The past four decades of epidemiological research have yielded valuable information on the risks of populations to environmental exposures such as tobacco,
asbestos, and dietary components. Prevention efforts have been focused on large-scale population-based interventions to minimize exposure to such external
carcinogens. While some
cancers are beginning to show a decline from changing environmental exposures,
hormone-related
cancers, such as breast and prostate, are becoming more prevalent. The development of these
cancers appears to be closely related to endogenous exposures to circulating
steroid hormones. Although prevention trials using antihormone agents are proving successful in some instances, the long-term control of these
cancers necessitates a clearer understanding of the metabolism and transport of the relevant
hormone in vivo. The revolution in molecular biology has provided powerful genetic tools for evaluating mechanisms of
cancer causation as well as the potential to better define individual susceptibility. Using tobacco exposure as an example, we and others have demonstrated that polymorphisms in genes controlling aromatic
amine metabolism provide at least a partial explanation for ethnic and individual susceptibility to
bladder cancer. Similar studies have examined genetic polymorphisms in the metabolism of tobacco
smoke and
lung cancer risk, red meat and
colorectal cancer, and
aflatoxin and
liver cancer.

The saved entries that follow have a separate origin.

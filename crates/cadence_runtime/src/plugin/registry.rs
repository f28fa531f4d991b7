// Plugin Registry - Ordered lazy factories for plugin instances
//
// Factories are kept in registration order together with an explicit order key.
// Building sorts by (order, registration sequence) and invokes each factory once.

use std::collections::HashSet;
use std::sync::Arc;

use once_cell::sync::Lazy;
use parking_lot::{Mutex, MutexGuard};

use super::Plugin;

/// Deferred plugin constructor
pub type PluginFactoryFn = Arc<dyn Fn() -> Box<dyn Plugin> + Send + Sync>;

// ─────────────────────────────────────────────────────────────────────────────
// Registry Entries
// ─────────────────────────────────────────────────────────────────────────────

/// Entry in the plugin registry
struct PluginFactory {
    identifier: String,
    order: i32,
    /// Position in registration history, used as the tiebreak for equal orders
    sequence: u64,
    build: PluginFactoryFn,
}

/// Ordered view of one registry entry (without building it)
#[derive(Debug, Clone, PartialEq, Eq)]
pub struct PluginEntry {
    pub identifier: String,
    pub order: i32,
}

#[derive(Default)]
struct RegistryState {
    factories: Vec<PluginFactory>,
    next_sequence: u64,
    /// Registrants already applied by discovery
    applied: HashSet<&'static str>,
}

// ─────────────────────────────────────────────────────────────────────────────
// Plugin Registry
// ─────────────────────────────────────────────────────────────────────────────

static GLOBAL: Lazy<PluginRegistry> = Lazy::new(PluginRegistry::new);

/// Registry of plugin factories
///
/// All reads and writes go through one mutex, so callers can share the
/// registry freely. Factories are never invoked while the lock is held.
pub struct PluginRegistry {
    state: Mutex<RegistryState>,
    /// Held for a whole discovery pass
    discovery: Mutex<()>,
}

impl Default for PluginRegistry {
    fn default() -> Self {
        Self::new()
    }
}

impl PluginRegistry {
    /// Create a new empty registry
    pub fn new() -> Self {
        Self {
            state: Mutex::new(RegistryState::default()),
            discovery: Mutex::new(()),
        }
    }

    /// The process-wide registry used by `discover`
    pub fn global() -> &'static PluginRegistry {
        &GLOBAL
    }

    /// Register a plugin factory
    ///
    /// Registering an identifier again replaces the earlier entry: the new
    /// factory and order key win, and the entry moves to the end of the
    /// registration sequence.
    pub fn register<F>(&self, identifier: impl Into<String>, order: i32, factory: F)
    where
        F: Fn() -> Box<dyn Plugin> + Send + Sync + 'static,
    {
        let identifier = identifier.into();
        let mut state = self.state.lock();

        let before = state.factories.len();
        state.factories.retain(|f| f.identifier != identifier);
        if state.factories.len() != before {
            tracing::debug!(plugin = %identifier, order, "Replacing plugin registration");
        }

        let sequence = state.next_sequence;
        state.next_sequence += 1;
        state.factories.push(PluginFactory {
            identifier,
            order,
            sequence,
            build: Arc::new(factory),
        });
    }

    /// Build every registered plugin, ordered by `order` then registration sequence
    ///
    /// Each call invokes every factory again and returns fresh instances.
    pub fn build_all(&self) -> Vec<Box<dyn Plugin>> {
        let factories: Vec<(String, PluginFactoryFn)> = self
            .sorted(|f| (f.identifier.clone(), Arc::clone(&f.build)));

        factories
            .into_iter()
            .map(|(identifier, build)| {
                let plugin = build();
                tracing::trace!(plugin = %identifier, "Built plugin");
                plugin
            })
            .collect()
    }

    /// Registered entries in build order
    pub fn entries(&self) -> Vec<PluginEntry> {
        self.sorted(|f| PluginEntry {
            identifier: f.identifier.clone(),
            order: f.order,
        })
    }

    /// Check if an identifier is registered
    pub fn contains(&self, identifier: &str) -> bool {
        self.state
            .lock()
            .factories
            .iter()
            .any(|f| f.identifier == identifier)
    }

    /// Get the number of registered factories
    pub fn len(&self) -> usize {
        self.state.lock().factories.len()
    }

    /// Check if there are no registered factories
    pub fn is_empty(&self) -> bool {
        self.state.lock().factories.is_empty()
    }

    /// Serialize discovery passes; a concurrent pass waits until this one has
    /// finished registering
    pub(crate) fn lock_discovery(&self) -> MutexGuard<'_, ()> {
        self.discovery.lock()
    }

    /// Record that a discovery registrant ran; false if it already had
    pub(crate) fn mark_applied(&self, registrant: &'static str) -> bool {
        self.state.lock().applied.insert(registrant)
    }

    fn sorted<T>(&self, project: impl Fn(&PluginFactory) -> T) -> Vec<T> {
        let state = self.state.lock();
        let mut refs: Vec<&PluginFactory> = state.factories.iter().collect();
        refs.sort_by_key(|f| (f.order, f.sequence));
        refs.into_iter().map(project).collect()
    }
}

impl std::fmt::Debug for PluginRegistry {
    fn fmt(&self, f: &mut std::fmt::Formatter<'_>) -> std::fmt::Result {
        f.debug_struct("PluginRegistry")
            .field("entries", &self.entries())
            .finish()
    }
}

// ─────────────────────────────────────────────────────────────────────────────
// Tests
// ─────────────────────────────────────────────────────────────────────────────

#[cfg(test)]
mod tests {
    use super::*;
    use std::sync::atomic::{AtomicUsize, Ordering};

    struct Named(String);

    impl Plugin for Named {
        fn id(&self) -> &str {
            &self.0
        }
    }

    fn named(id: &'static str) -> impl Fn() -> Box<dyn Plugin> + Send + Sync + 'static {
        move || Box::new(Named(id.to_string())) as Box<dyn Plugin>
    }

    fn ids(plugins: &[Box<dyn Plugin>]) -> Vec<&str> {
        plugins.iter().map(|p| p.id()).collect()
    }

    #[test]
    fn test_build_all_orders_by_order_then_sequence() {
        let registry = PluginRegistry::new();
        registry.register("A", 5, named("A"));
        registry.register("B", 1, named("B"));
        registry.register("C", 1, named("C"));

        let plugins = registry.build_all();
        assert_eq!(ids(&plugins), vec!["B", "C", "A"]);

        // Deterministic across repeated builds
        let again = registry.build_all();
        assert_eq!(ids(&again), vec!["B", "C", "A"]);
    }

    #[test]
    fn test_build_all_invokes_each_factory_once_per_call() {
        let registry = PluginRegistry::new();
        let calls = Arc::new(AtomicUsize::new(0));

        let counter = Arc::clone(&calls);
        registry.register("counted", 0, move || {
            counter.fetch_add(1, Ordering::SeqCst);
            Box::new(Named("counted".into())) as Box<dyn Plugin>
        });

        assert_eq!(calls.load(Ordering::SeqCst), 0);
        registry.build_all();
        assert_eq!(calls.load(Ordering::SeqCst), 1);
        registry.build_all();
        assert_eq!(calls.load(Ordering::SeqCst), 2);
    }

    #[test]
    fn test_duplicate_identifier_last_registration_wins() {
        let registry = PluginRegistry::new();
        registry.register("progress", 1, named("progress"));
        registry.register("control", 2, named("control"));
        registry.register("progress", 3, named("progress"));

        assert_eq!(registry.len(), 2);
        assert_eq!(
            registry.entries(),
            vec![
                PluginEntry { identifier: "control".into(), order: 2 },
                PluginEntry { identifier: "progress".into(), order: 3 },
            ]
        );
    }

    #[test]
    fn test_negative_and_equal_orders() {
        let registry = PluginRegistry::new();
        registry.register("late", 0, named("late"));
        registry.register("first", -10, named("first"));
        registry.register("also-late", 0, named("also-late"));

        assert_eq!(ids(&registry.build_all()), vec!["first", "late", "also-late"]);
    }

    #[test]
    fn test_concurrent_registration_keeps_order_invariant() {
        let registry = Arc::new(PluginRegistry::new());

        let handles: Vec<_> = (0..8)
            .map(|t| {
                let registry = Arc::clone(&registry);
                std::thread::spawn(move || {
                    for i in 0..50 {
                        let id = format!("t{t}-{i}");
                        let plugin_id = id.clone();
                        registry.register(id, (i % 5) as i32, move || {
                            Box::new(Named(plugin_id.clone())) as Box<dyn Plugin>
                        });
                    }
                })
            })
            .collect();
        for handle in handles {
            handle.join().unwrap();
        }

        let entries = registry.entries();
        assert_eq!(entries.len(), 400);
        assert!(entries.windows(2).all(|w| w[0].order <= w[1].order));

        // Within one thread, equal orders keep that thread's registration order
        for t in 0..8 {
            let prefix = format!("t{t}-");
            for order in 0..5 {
                let seen: Vec<usize> = entries
                    .iter()
                    .filter(|e| e.order == order && e.identifier.starts_with(&prefix))
                    .map(|e| e.identifier[prefix.len()..].parse().unwrap())
                    .collect();
                assert!(seen.windows(2).all(|w| w[0] < w[1]));
            }
        }

        let built = registry.build_all();
        let built_ids: Vec<&str> = ids(&built);
        let entry_ids: Vec<&str> = entries.iter().map(|e| e.identifier.as_str()).collect();
        assert_eq!(built_ids, entry_ids);
    }

    #[test]
    fn test_mark_applied_is_once() {
        let registry = PluginRegistry::new();
        assert!(registry.mark_applied("unit"));
        assert!(!registry.mark_applied("unit"));
    }
}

Our current studies have pursued a similar paradigm of genetic polymorphism and individual
cancer susceptibility in prostate and breast
carcinogenesis. We are evaluating polymorphisms in the
steroid 5 alpha-reductase type II and
androgen receptor genes in relation to
prostate cancer based on the evidence that intracellular
dihydrotestosterone is the critical "
carcinogen." We are pursuing genetic polymorphisms affecting
estradiol metabolism, including those in the 17 beta-
hydroxysteroid dehydrogenase 2 and
estrogen receptor genes as they relate to susceptibility to
breast cancer. The potential role of a polymorphism in the
cytochrome P450c 17 alpha gene in both breast and
prostate cancers is also being examined.